In contrast to the hurricane center's official projection, a highly regarded European model had the storm turning southward off the North Carolina coast and coming ashore near the Georgia-South Carolina line. The problem is, Flo is now expected to stall out over the Carolinas before slowly moving inland.
Weather Underground meteorology director Jeff Masters said Florence eventually could strike as a Category 1 with winds less than 100 miles per hour (160 kph), but that's still enough to cause at least $1 billion in damage.
Trouble began brewing last week, when three hurricanes-Florence, Isaac, and Helene-starting churning up the North Atlantic.
"For a meandering storm, the biggest concern - as we saw with Harvey - is the huge amount of rainfall", said Chris Landsea, chief of tropical analysis and forecast branch at the National Hurricane Center.
"You put your life at risk by staying", North Carolina Gov. Roy Cooper said.
The storm would be expected to die out by Wednesday, Ms Smith said.
Forecasts generally project Florence to make landfall in southeastern North Carolina on Friday as a Category 3 or 4 hurricane.
Masters said there's a tug-of-war between two clear-skies high-pressure systems - one off the coast and one over MI. But because the storm was so large it produced a destructive storm surge in New York City, and caused an estimated $65 billion in damage in the United States.
"Floodwaters may enter numerous structures, and some may become uninhabitable or washed away", the Weather Service warned.
More than 1 million people have been ordered to evacuate the coastlines of the Carolinas and Virginia.
Georgia, Maryland and D.C., have also declared a state of emergency at the state level.
"I don't care if this goes down to a Category 1". Many shallowly rooted trees will be snapped or uprooted and block numerous roads.
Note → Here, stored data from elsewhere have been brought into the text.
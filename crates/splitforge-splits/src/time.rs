//! Duration text parsing.

/// Convert a `H:MM:SS[.fff]` duration string into total milliseconds.
///
/// The fractional part is right-padded with zeros to three digits and
/// truncated beyond three (so `.5` is 500 ms and `.1234` is 123 ms).
/// Defensive on shape: empty input, anything other than three
/// colon-separated parts, or an unparsable component yields 0. Component
/// values are not range-checked; negative or over-range parts flow
/// through the arithmetic unchanged.
pub fn offset_to_millis(text: &str) -> i64 {
    if text.is_empty() {
        return 0;
    }

    let parts: Vec<&str> = text.split(':').collect();
    if parts.len() != 3 {
        return 0;
    }

    let seconds_parts: Vec<&str> = parts[2].split('.').collect();

    let Ok(hours) = parts[0].trim().parse::<i64>() else {
        return 0;
    };
    let Ok(minutes) = parts[1].trim().parse::<i64>() else {
        return 0;
    };
    let Ok(seconds) = seconds_parts[0].trim().parse::<i64>() else {
        return 0;
    };

    let mut millis = 0;
    if let Some(fraction) = seconds_parts.get(1) {
        let padded = format!("{:0<3}", fraction);
        let Some(leading) = padded.get(..3) else {
            return 0;
        };
        let Ok(value) = leading.parse::<i64>() else {
            return 0;
        };
        millis = value;
    }

    (hours * 3600 + minutes * 60 + seconds) * 1000 + millis
}
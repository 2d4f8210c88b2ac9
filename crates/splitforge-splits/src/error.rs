//! Error types for split-file parsing.

use std::path::PathBuf;

/// Errors that can occur while parsing a split file.
#[derive(Debug, thiserror::Error)]
pub enum SplitFileError {
    /// Input path does not exist
    #[error("File not found: {0}")]
    FileNotFound(PathBuf),

    /// IO error
    #[error("IO error: {0}")]
    Io(#[from] std::io::Error),

    /// Input is not well-formed XML
    #[error("Malformed split file: {0}")]
    Malformed(String),

    /// A required element is absent
    #[error("Missing required field: {0}")]
    MissingField(String),
}
//! Leading-magic signature table.

use crate::types::IconFormat;

/// PNG stream signature (`89 50 4E 47 0D 0A 1A 0A`).
pub const PNG_SIGNATURE: &[u8] = b"\x89PNG\r\n\x1a\n";

/// Known image signatures, probed in priority order. First match wins.
const SIGNATURES: &[(&[u8], IconFormat)] = &[
    (PNG_SIGNATURE, IconFormat::Png),
    (b"\xff\xd8\xff", IconFormat::Jpg),
    (b"GIF87a", IconFormat::Gif),
    (b"GIF89a", IconFormat::Gif),
    (b"BM", IconFormat::Bmp),
    (b"\x00\x00\x01\x00", IconFormat::Ico),
];

/// Classify a byte buffer by its leading magic bytes.
///
/// Buffers matching none of the known signatures classify as
/// [`IconFormat::Bin`].
pub fn detect_format(data: &[u8]) -> IconFormat {
    SIGNATURES
        .iter()
        .find(|(magic, _)| data.starts_with(magic))
        .map(|&(_, format)| format)
        .unwrap_or(IconFormat::Bin)
}

#[cfg(test)]
mod tests {
    use super::*;

    #[test]
    fn detects_png() {
        assert_eq!(detect_format(b"\x89PNG\r\n\x1a\nrest"), IconFormat::Png);
    }

    #[test]
    fn detects_jpeg() {
        assert_eq!(detect_format(b"\xff\xd8\xff\xe0JFIF"), IconFormat::Jpg);
    }

    #[test]
    fn detects_both_gif_variants() {
        assert_eq!(detect_format(b"GIF87a...."), IconFormat::Gif);
        assert_eq!(detect_format(b"GIF89a...."), IconFormat::Gif);
    }

    #[test]
    fn detects_bmp_and_ico() {
        assert_eq!(detect_format(b"BMxxxx"), IconFormat::Bmp);
        assert_eq!(detect_format(b"\x00\x00\x01\x00\x01\x00"), IconFormat::Ico);
    }

    #[test]
    fn unknown_prefix_is_bin() {
        assert_eq!(detect_format(b"plain text"), IconFormat::Bin);
        assert_eq!(detect_format(b""), IconFormat::Bin);
    }

    #[test]
    fn truncated_signature_is_bin() {
        // Shorter than any matching signature
        assert_eq!(detect_format(b"\x89PN"), IconFormat::Bin);
    }
}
Regardless of whether a system forms, they say heavy rain and gusty winds are likely along the Texas and Louisiana coast later this week.
Duke Energy said Florence, a Category 2 storm, could knock out electricity to three-quarters of its 4 million customers in the Carolinas, and outages could last for weeks. When fierce winds keep up for a long time, homes are "going to start to deteriorate".
The remnants of the storm could even end up bringing some drier conditions to the south west of the UK. On North Carolina's Outer Banks, water flowed through the streets of Hatteras Village, and some of the few people still left in Nags Head took photos of angry waves topped with white froth. While all simulations show the storm turning back to the north Sunday or Monday (local time), exactly where that turns occurs is a big wild card.